National Bureau of Statistics data showed average new home prices in the top 70 cities up 7.5 per cent on the year.

"Dozens and dozens of small cities - still home to the majority of China's urban population - have more housing than they need," wrote Rosealea Yao, a principal analyst at GaveKal Dragonomics, a Beijing consultancy, in a report. "This excessive supply will put a serious drag on national construction growth for several years."

Dozens and dozens of small cities have more housing than they need

House prices have fallen for nearly two years in Wenzhou, a prosperous eastern city that had suffered fevered speculation before stringent controls on the property market took hold. In July prices in Wenzhou were down by an annual 2.4 per cent.

While Wenzhou's falling prices remain an exception, the city's plight and its move earlier this month to relax some of the toughest property market curbs are emblematic of the growing concerns about China's slackening economic growth and the risks of cracking down too hard on the housing market.

China's leadership, acutely aware of housing's importance to the economy, appears to have set aside concerns that a property boom was pricing millions of families out of the market.

That is how industry executives and analysts took a July 30 pledge to maintain "steady and healthy development of the property sector" by the Politburo.

"It was a clear signal that there won't be any new restrictions on home buying in order to temper price increases for a while," said Andy Rothman, chief China strategist at CLSA Asia Pacific Markets.

But leaving the market alone may not be enough. With stock markets volatile and caps on bank deposits, property remains the only game in town for millions of mainland savers.

Total property investment accounted for 14.8 per cent of gross domestic product in the first half of this year, up from 13.5 per cent a year earlier. Residential property accounts for 70 per cent of that total. And in a market where most flats and houses are paid for in cash, mortgage lending has been on the rise, with new mortgage loans reaching a record 963 billion yuan (HK$1.2 trillion) in the first half.

Wenzhou's two years of falling prices is the exception, but price rises in smaller cities are lagging the major centres.
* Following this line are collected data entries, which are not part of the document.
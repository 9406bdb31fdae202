use crate::errors::EngineError;
use serde::{Deserialize, Serialize};
use std::io::{BufReader, Read};
use strum_macros::{Display, EnumString};

/// Parse a form-data snapshot from the external form-state owner.
///
/// The engine never holds form state between calls; callers pass the current
/// snapshot in and apply the returned patches themselves.
pub fn ingest_form_data(json: impl Read) -> Result<SolarPvFormData, EngineError> {
    let form = serde_json::from_reader(BufReader::new(json)).map_err(anyhow::Error::new)?;
    Ok(form)
}

/// Compass orientation of an array plane.
#[derive(Clone, Copy, Debug, Deserialize, Display, EnumString, Eq, PartialEq, Serialize)]
pub enum Orientation {
    North,
    NorthEast,
    East,
    SouthEast,
    South,
    SouthWest,
    West,
    NorthWest,
}

/// Phase configuration of the supply the generation connects to.
#[derive(Clone, Copy, Debug, Deserialize, Display, EnumString, Eq, PartialEq, Serialize)]
#[serde(rename_all = "lowercase")]
#[strum(serialize_all = "lowercase")]
pub enum PhaseConfiguration {
    Single,
    Three,
}

/// Strings-in-parallel assumed when the field is left blank.
pub const DEFAULT_STRINGS_IN_PARALLEL: u32 = 1;

/// One physical string/sub-array of panels.
///
/// The fields under "derived" are always written by the engine from the input
/// fields above them and must be recomputed whenever any input field changes;
/// a stale derived value is a defect, not a cache.
#[derive(Clone, Debug, Deserialize, PartialEq, Serialize)]
#[serde(rename_all = "camelCase")]
pub struct PvArray {
    pub id: String,
    pub panel_manufacturer: String,
    pub panel_model: String,
    /// Nameplate power of one panel, in W.
    pub panel_wattage: f64,
    pub panel_count: u32,
    /// Panels wired in series per string. Blank means every panel is in one
    /// series string (see [`PvArray::panels_per_string`]).
    #[serde(default)]
    pub panels_per_string: Option<u32>,
    /// Parallel string count. Blank means [`DEFAULT_STRINGS_IN_PARALLEL`].
    #[serde(default)]
    pub strings_in_parallel: Option<u32>,
    /// Open-circuit voltage of one panel at STC, in V.
    pub voc_rated: f64,
    /// Short-circuit current of one panel at STC, in A.
    pub isc_rated: f64,
    /// Voltage at maximum power point of one panel, in V.
    pub vmp_rated: f64,
    /// Current at maximum power point of one panel, in A.
    pub imp_rated: f64,
    pub orientation: Orientation,
    /// Tilt from horizontal, 0 to 90 degrees.
    pub tilt_degrees: f64,
    /// Shading loss fraction, 0 (no shading loss) to 1 (fully shaded).
    pub shading_factor: f64,
    pub mcs_certified: bool,
    // derived
    /// Array nameplate capacity in W (panel wattage x panel count).
    #[serde(default)]
    pub array_capacity: Option<f64>,
    #[serde(default)]
    pub string_voltage_voc: Option<f64>,
    #[serde(default)]
    pub string_voltage_vmp: Option<f64>,
    #[serde(default)]
    pub string_current_isc: Option<f64>,
    #[serde(default)]
    pub string_current_imp: Option<f64>,
}

impl PvArray {
    /// Effective series length of one string. A blank field means the whole
    /// array is a single series string, so the panel count is used.
    pub fn panels_per_string(&self) -> u32 {
        self.panels_per_string.unwrap_or(self.panel_count)
    }

    /// Effective parallel string count, defaulting to
    /// [`DEFAULT_STRINGS_IN_PARALLEL`].
    pub fn strings_in_parallel(&self) -> u32 {
        self.strings_in_parallel
            .unwrap_or(DEFAULT_STRINGS_IN_PARALLEL)
    }
}

/// One inverter unit serving one or more arrays.
#[derive(Clone, Debug, Deserialize, PartialEq, Serialize)]
#[serde(rename_all = "camelCase")]
pub struct Inverter {
    pub id: String,
    pub manufacturer: String,
    pub model: String,
    /// Rated AC output power, in kW.
    pub rated_power_ac: f64,
    /// Rated DC input power, in kW.
    pub rated_power_dc: f64,
    pub mppt_count: u32,
    /// Lower bound of the MPPT operating window, in V.
    pub mppt_voltage_min: f64,
    /// Upper bound of the MPPT operating window, in V.
    pub mppt_voltage_max: f64,
    /// Absolute maximum DC input voltage, in V.
    pub max_input_voltage: f64,
    /// Maximum DC input current per MPPT, in A.
    pub max_input_current: f64,
    /// Peak DC to AC conversion efficiency, 0 to 1.
    pub efficiency: f64,
    pub phases: PhaseConfiguration,
    pub mcs_certified: bool,
    pub g98_g99_certified: bool,
    pub battery_compatible: bool,
}

/// The full solar PV form snapshot, owned externally.
///
/// The engine reads a snapshot and produces patches against it (see
/// [`crate::core::recalculate`]); it never mutates hidden state of its own.
#[derive(Clone, Debug, Default, Deserialize, PartialEq, Serialize)]
#[serde(rename_all = "camelCase")]
pub struct SolarPvFormData {
    #[serde(default)]
    pub arrays: Vec<PvArray>,
    #[serde(default)]
    pub inverters: Vec<Inverter>,
    /// Total system capacity in kWp, engine-written.
    #[serde(default)]
    pub total_capacity: Option<f64>,
    /// Estimated annual yield in kWh, engine-written.
    #[serde(default)]
    pub estimated_annual_yield: Option<f64>,
    /// Annual CO2 avoided in kg, engine-written.
    #[serde(default)]
    pub co2_savings_annual: Option<f64>,
    #[serde(default)]
    pub test_results: TestResults,
}

#[derive(Clone, Debug, Default, Deserialize, PartialEq, Serialize)]
#[serde(rename_all = "camelCase")]
pub struct TestResults {
    #[serde(default)]
    pub array_tests: Vec<ArrayTestResult>,
    #[serde(default)]
    pub inverter_tests: Vec<InverterTestResult>,
}

/// Commissioning test record for one array, keyed by the array's id.
///
/// Expected values are pre-filled from the array's derived string electrics;
/// measured values are entered on site.
#[derive(Clone, Debug, Default, Deserialize, PartialEq, Serialize)]
#[serde(rename_all = "camelCase")]
pub struct ArrayTestResult {
    pub array_id: String,
    #[serde(default)]
    pub expected_voc: Option<f64>,
    #[serde(default)]
    pub expected_isc: Option<f64>,
    #[serde(default)]
    pub measured_voc: Option<f64>,
    #[serde(default)]
    pub measured_isc: Option<f64>,
    /// Insulation resistance of the string cabling, in megohms.
    #[serde(default)]
    pub insulation_resistance: Option<f64>,
    #[serde(default)]
    pub polarity_verified: Option<bool>,
}

/// Commissioning test record for one inverter, keyed by the inverter's id.
#[derive(Clone, Debug, Default, Deserialize, PartialEq, Serialize)]
#[serde(rename_all = "camelCase")]
pub struct InverterTestResult {
    pub inverter_id: String,
    #[serde(default)]
    pub measured_ac_voltage: Option<f64>,
    #[serde(default)]
    pub measured_frequency: Option<f64>,
    #[serde(default)]
    pub protection_settings_verified: Option<bool>,
}


#[cfg(test)]
mod tests {
    use super::*;
    use pretty_assertions::assert_eq;
    use rstest::*;

    #[fixture]
    fn array_json() -> &'static str {
        r#"{
            "arrays": [{
                "id": "array-1",
                "panelManufacturer": "Longi",
                "panelModel": "LR5-54HPH-410M",
                "panelWattage": 410,
                "panelCount": 10,
                "vocRated": 37.4,
                "iscRated": 13.9,
                "vmpRated": 31.2,
                "impRated": 13.1,
                "orientation": "South",
                "tiltDegrees": 35,
                "shadingFactor": 0.0,
                "mcsCertified": true
            }]
        }"#
    }

    #[rstest]
    fn should_ingest_snapshot_with_blank_derived_fields(array_json: &str) {
        let form = ingest_form_data(array_json.as_bytes()).unwrap();
        let array = &form.arrays[0];
        assert_eq!(array.panel_count, 10);
        assert_eq!(array.array_capacity, None);
        assert_eq!(array.string_voltage_voc, None);
        assert_eq!(form.test_results, TestResults::default());
    }

    #[rstest]
    fn should_default_wiring_topology_to_single_series_string(array_json: &str) {
        let form = ingest_form_data(array_json.as_bytes()).unwrap();
        let array = &form.arrays[0];
        assert_eq!(array.panels_per_string(), 10);
        assert_eq!(array.strings_in_parallel(), DEFAULT_STRINGS_IN_PARALLEL);
    }

    #[rstest]
    fn should_reject_structurally_invalid_snapshot() {
        let result = ingest_form_data(r#"{"arrays": [{"id": "array-1"}]}"#.as_bytes());
        assert!(result.is_err());
    }

    #[rstest]
    fn should_round_trip_phase_configuration_as_lowercase() {
        assert_eq!(
            serde_json::to_string(&PhaseConfiguration::Single).unwrap(),
            r#""single""#
        );
        assert_eq!(PhaseConfiguration::Three.to_string(), "three");
    }
}
//! A pure calculation engine for sizing solar PV systems and preparing UK
//! grid-connection compliance paperwork: array string electrics, annual
//! yield and CO2 estimates, G98/G99 classification, DNO resolution by
//! postcode, inverter compatibility validation and MPAN format checks.
//!
//! Every operation is a synchronous pure function over an externally-owned
//! form snapshot. The engine reads a snapshot and returns plain values or
//! field patches for the state owner to apply; it holds no state of its own,
//! so repeated invocation on the same input always yields the same output.

pub mod catalog;
pub mod core;
mod errors;
pub mod input;

pub use crate::catalog::{Catalog, InMemoryCatalog, InverterSpec, PanelSpec, StringCheck};
pub use crate::core::array_electrics::{
    calculate_array_electrics, total_capacity_kwp, ArrayElectrics,
};
pub use crate::core::carbon::GridCarbonIntensity;
pub use crate::core::compatibility::{validate_inverter_compatibility, CompatibilityReport};
pub use crate::core::compliance::{compliance_summary, ComplianceSummary};
pub use crate::core::dno::{resolve_dno, DnoRecord};
pub use crate::core::grid_connection::{suggest_connection_category, ConnectionCategory};
pub use crate::core::mpan::{validate_mpan, MpanValidation};
pub use crate::core::recalculate::{apply_patches, recalculate, FieldPatch};
pub use crate::core::test_results::{initialise_array_tests, initialise_inverter_tests};
pub use crate::core::yield_estimate::{estimate_annual_yield_kwh, total_annual_yield_kwh};
pub use crate::errors::EngineError;
pub use crate::input::{
    ingest_form_data, ArrayTestResult, Inverter, InverterTestResult, Orientation,
    PhaseConfiguration, PvArray, SolarPvFormData, TestResults,
};
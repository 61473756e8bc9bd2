use std::io::{BufRead, Write};

use super::types::Credential;
use crate::error::{Error, Result};

/// Picks exactly one credential for the run.
///
/// An explicit user always means basic auth with a prompted password. Otherwise
/// the first non-blank token wins: `explicit_token` (flag or `GITHUB_TOKEN`),
/// the `gh`-style environment variables for `host`, then `gh auth token`. With
/// no token anywhere the user is prompted for a username and password.
pub(crate) fn resolve_credential(
    explicit_user: Option<&str>,
    explicit_token: Option<&str>,
    host: Option<&str>,
) -> Result<Credential> {
    if let Some(user) = explicit_user {
        let username = non_blank(user).ok_or_else(|| Error::authentication("empty username"))?;
        let password = prompt_password()?;
        return basic(username.to_string(), password);
    }

    if let Some(token) = explicit_token.and_then(non_blank) {
        return Ok(Credential::Token(token.to_string()));
    }

    if let Some(host) = host {
        if let Some(token) = token_from_env(host) {
            tracing::debug!(host, "using token from environment");
            return Ok(Credential::Token(token));
        }
        if let Some(token) = token_from_gh(host) {
            tracing::debug!(host, "using token from gh auth");
            return Ok(Credential::Token(token));
        }
    }

    let username = read_username(&mut std::io::stdin().lock(), &mut std::io::stdout())?;
    let password = prompt_password()?;
    basic(username, password)
}

fn basic(username: String, password: String) -> Result<Credential> {
    if password.is_empty() {
        return Err(Error::authentication("empty password"));
    }
    Ok(Credential::Basic { username, password })
}

fn non_blank(value: &str) -> Option<&str> {
    let value = value.trim();
    if value.is_empty() { None } else { Some(value) }
}

fn token_from_env(host: &str) -> Option<String> {
    let keys: &[&str] = if host.eq_ignore_ascii_case("github.com") {
        &["GH_TOKEN"]
    } else {
        &["GH_ENTERPRISE_TOKEN", "GITHUB_ENTERPRISE_TOKEN"]
    };

    for key in keys {
        if let Ok(token) = std::env::var(key)
            && let Some(token) = non_blank(&token)
        {
            return Some(token.to_string());
        }
    }

    None
}

fn token_from_gh(host: &str) -> Option<String> {
    let output = match std::process::Command::new("gh")
        .args(["auth", "token", "--hostname", host])
        .output()
    {
        Ok(output) => output,
        Err(e) if e.kind() == std::io::ErrorKind::NotFound => return None,
        Err(e) => {
            tracing::warn!(error = %e, "failed to execute `gh auth token`");
            return None;
        }
    };

    if !output.status.success() {
        return None;
    }
    let token = String::from_utf8_lossy(&output.stdout);
    non_blank(&token).map(str::to_string)
}

fn read_username(input: &mut impl BufRead, output: &mut impl Write) -> Result<String> {
    write!(output, "User: ")
        .and_then(|_| output.flush())
        .map_err(|e| Error::credential_read("unable to write username prompt", e))?;

    let mut line = String::new();
    let read = input
        .read_line(&mut line)
        .map_err(|e| Error::credential_read("unable to read username", e))?;
    if read == 0 {
        return Err(Error::authentication("unable to read username: end of input"));
    }

    non_blank(&line)
        .map(str::to_string)
        .ok_or_else(|| Error::authentication("empty username"))
}

fn prompt_password() -> Result<String> {
    let mut stdout = std::io::stdout();
    write!(stdout, "Password: ")
        .and_then(|_| stdout.flush())
        .map_err(|e| Error::credential_read("unable to write password prompt", e))?;
    rpassword::read_password().map_err(|e| Error::credential_read("unable to read password", e))
}
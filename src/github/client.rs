use super::subscriptions;
use super::types::{Credential, PageCursor, WatchedPage};
use crate::error::{ApiError, Error, Result};

/// The calls the unsubscribe loop needs from the hosting service.
#[async_trait::async_trait]
pub trait WatchApi: Send + Sync {
    async fn list_watched(&self, page: PageCursor) -> std::result::Result<WatchedPage, ApiError>;

    async fn delete_subscription(&self, owner: &str, repo: &str)
    -> std::result::Result<(), ApiError>;
}

pub struct Client {
    octocrab: octocrab::Octocrab,
}

impl Client {
    pub fn new(hub_url: &url::Url, credential: Credential) -> Result<Self> {
        let octocrab = build_github_client(hub_url, credential)?;
        Ok(Self { octocrab })
    }
}

#[async_trait::async_trait]
impl WatchApi for Client {
    async fn list_watched(&self, page: PageCursor) -> std::result::Result<WatchedPage, ApiError> {
        subscriptions::list_watched(&self.octocrab, page).await
    }

    async fn delete_subscription(
        &self,
        owner: &str,
        repo: &str,
    ) -> std::result::Result<(), ApiError> {
        Ok(subscriptions::delete_subscription(&self.octocrab, owner, repo).await?)
    }
}

fn build_github_client(
    hub_url: &url::Url,
    credential: Credential,
) -> Result<octocrab::Octocrab> {
    let builder = octocrab::Octocrab::builder()
        .base_uri(hub_url.as_str())
        .map_err(|err| Error::Configuration(format!("invalid hub url {hub_url}: {err}")))?;

    let builder = match credential {
        Credential::Token(token) => builder.personal_token(token),
        Credential::Basic { username, password } => builder.basic_auth(username, password),
    };

    builder
        .build()
        .map_err(|err| Error::Configuration(format!("failed to build GitHub client: {err}")))
}

/// Host whose credentials apply to an API base URL.
pub(crate) fn host_from_hub_url(hub_url: &url::Url) -> Option<String> {
    let host = hub_url.host_str()?;
    if host.eq_ignore_ascii_case("api.github.com") {
        Some("github.com".to_string())
    } else {
        Some(host.to_string())
    }
}
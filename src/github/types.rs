use std::fmt;

/// Number of repositories requested per page.
pub const PER_PAGE: u8 = 50;

/// Page number to request next. GitHub numbers pages from 1.
pub type PageCursor = u32;

#[derive(Debug, Clone, PartialEq, Eq, serde::Deserialize)]
pub struct Owner {
    pub login: String,
}

#[derive(Debug, Clone, PartialEq, Eq, serde::Deserialize)]
pub struct WatchedRepository {
    pub owner: Owner,
    pub name: String,
}

impl WatchedRepository {
    pub fn owner(&self) -> &str {
        &self.owner.login
    }

    pub fn name(&self) -> &str {
        &self.name
    }
}

impl fmt::Display for WatchedRepository {
    fn fmt(&self, f: &mut fmt::Formatter<'_>) -> fmt::Result {
        write!(f, "{}/{}", self.owner.login, self.name)
    }
}

#[derive(Debug, Clone, PartialEq, Eq)]
pub struct WatchedPage {
    pub repositories: Vec<WatchedRepository>,
    pub next: Option<PageCursor>,
}

#[derive(Clone, PartialEq, Eq)]
pub enum Credential {
    Token(String),
    Basic { username: String, password: String },
}

impl fmt::Debug for Credential {
    fn fmt(&self, f: &mut fmt::Formatter<'_>) -> fmt::Result {
        match self {
            Credential::Token(_) => f.debug_tuple("Token").field(&"<redacted>").finish(),
            Credential::Basic { username, .. } => f
                .debug_struct("Basic")
                .field("username", username)
                .field("password", &"<redacted>")
                .finish(),
        }
    }
}

#[cfg(test)]
mod tests {
    use super::*;

    #[test]
    fn watched_repository_deserializes_from_rest_payload() {
        let payload = serde_json::json!({
            "id": 1296269,
            "name": "Hello-World",
            "full_name": "octocat/Hello-World",
            "owner": { "login": "octocat", "id": 1 },
            "private": false
        });

        let repo: WatchedRepository = serde_json::from_value(payload).unwrap();
        assert_eq!(repo.owner(), "octocat");
        assert_eq!(repo.name(), "Hello-World");
        assert_eq!(repo.to_string(), "octocat/Hello-World");
    }

    #[test]
    fn credential_debug_hides_secrets() {
        let token = format!("{:?}", Credential::Token("ghp_secret".to_string()));
        assert!(!token.contains("ghp_secret"));

        let basic = format!(
            "{:?}",
            Credential::Basic {
                username: "octocat".to_string(),
                password: "hunter2".to_string(),
            }
        );
        assert!(basic.contains("octocat"));
        assert!(!basic.contains("hunter2"));
    }
}
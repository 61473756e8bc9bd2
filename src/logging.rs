use tracing_subscriber::prelude::*;
use tracing_subscriber::{EnvFilter, fmt};

/// Installs the global subscriber. `RUST_LOG` takes precedence over `level`.
pub fn init(level: &str) -> anyhow::Result<()> {
    let filter = EnvFilter::try_from_default_env()
        .or_else(|_| EnvFilter::try_new(level))
        .map_err(|err| anyhow::anyhow!("invalid log filter {level:?}: {err}"))?;

    tracing_subscriber::registry()
        .with(filter)
        .with(fmt::layer().compact().with_writer(std::io::stderr))
        .try_init()?;

    Ok(())
}
use super::types::{PER_PAGE, PageCursor, WatchedPage, WatchedRepository};
use crate::error::ApiError;

const WATCHED_ROUTE: &str = "/user/subscriptions";

#[derive(Debug, serde::Serialize)]
struct ListParams {
    per_page: u8,
    page: PageCursor,
}

pub(super) async fn list_watched(
    client: &octocrab::Octocrab,
    page: PageCursor,
) -> Result<WatchedPage, ApiError> {
    let params = ListParams {
        per_page: PER_PAGE,
        page,
    };
    let resp: octocrab::Page<WatchedRepository> =
        client.get(WATCHED_ROUTE, Some(&params)).await?;

    let next = match resp.next.as_ref() {
        Some(link) => Some(next_page(&link.to_string())?),
        None => None,
    };

    Ok(WatchedPage {
        repositories: resp.items,
        next,
    })
}

pub(super) async fn delete_subscription(
    client: &octocrab::Octocrab,
    owner: &str,
    repo: &str,
) -> octocrab::Result<()> {
    let response = client
        ._delete(subscription_route(owner, repo), None::<&()>)
        .await?;
    octocrab::map_github_error(response).await?;
    Ok(())
}

fn subscription_route(owner: &str, repo: &str) -> String {
    format!("/repos/{owner}/{repo}/subscription")
}

/// A `rel="next"` link without a page number is an error, not the last page.
fn next_page(link: &str) -> Result<PageCursor, ApiError> {
    link.split_once('?')
        .and_then(|(_, query)| page_from_query(query))
        .ok_or_else(|| format!("next page link has no page number: {link}").into())
}

/// Reads the `page` parameter out of a `rel="next"` link query string.
fn page_from_query(query: &str) -> Option<PageCursor> {
    url::form_urlencoded::parse(query.as_bytes())
        .find(|(key, _)| key == "page")
        .and_then(|(_, value)| value.parse().ok())
}
pub type ApiError = Box<dyn std::error::Error + Send + Sync + 'static>;

pub type Result<T> = std::result::Result<T, Error>;

#[derive(Debug, thiserror::Error)]
pub enum Error {
    #[error("configuration error: {0}")]
    Configuration(String),

    #[error("authentication error: {message}")]
    Authentication {
        message: String,
        #[source]
        source: Option<std::io::Error>,
    },

    #[error("failed to list watched repositories (page {page})")]
    ListWatched {
        page: u32,
        #[source]
        source: ApiError,
    },

    #[error("failed to unsubscribe from {owner}/{repo}")]
    Unsubscribe {
        owner: String,
        repo: String,
        #[source]
        source: ApiError,
    },
}

impl Error {
    pub(crate) fn authentication(message: impl Into<String>) -> Self {
        Error::Authentication {
            message: message.into(),
            source: None,
        }
    }

    pub(crate) fn credential_read(message: impl Into<String>, source: std::io::Error) -> Self {
        Error::Authentication {
            message: message.into(),
            source: Some(source),
        }
    }
}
Average new home prices in 70 major cities rose 7.5 per cent in July, the statistics agency data showed.

Most economists believe incomes will keep growing enough to sustain relatively healthy demand for at least a year, and the government does plan to encourage urbanisation.

"We expect a stable property sector policy in the coming year and see a modest property recovery to continue," UBS chief China economist Tao Wang said.

Industry executives say there is now a tide of new investment coming to the top cities and provincial capitals, because demand remains strong. Over time, economists say, that could ease housing price inflation in the biggest cities.

They also argue Beijing may have no choice but to scale back its ambition to spur more development in lower-tier cities.

That, said Yao, could help China avoid what otherwise could be "a brutal construction crash".

The stakes for Beijing are high. A slowdown in exports and fixed investment means the economy is more reliant on the residential property market than it was even a year ago. In the second quarter, employment in the property sector rose by 8,000, while manufacturing lost 164,000 jobs.

Tax income from the property sector rose 45.7 per cent in the first half from a year earlier, while growth in the overall tax revenue slowed to 7.9 per cent.

Housing, moreover, props up at least 40 other sectors, from cement to steel to furniture and home appliances.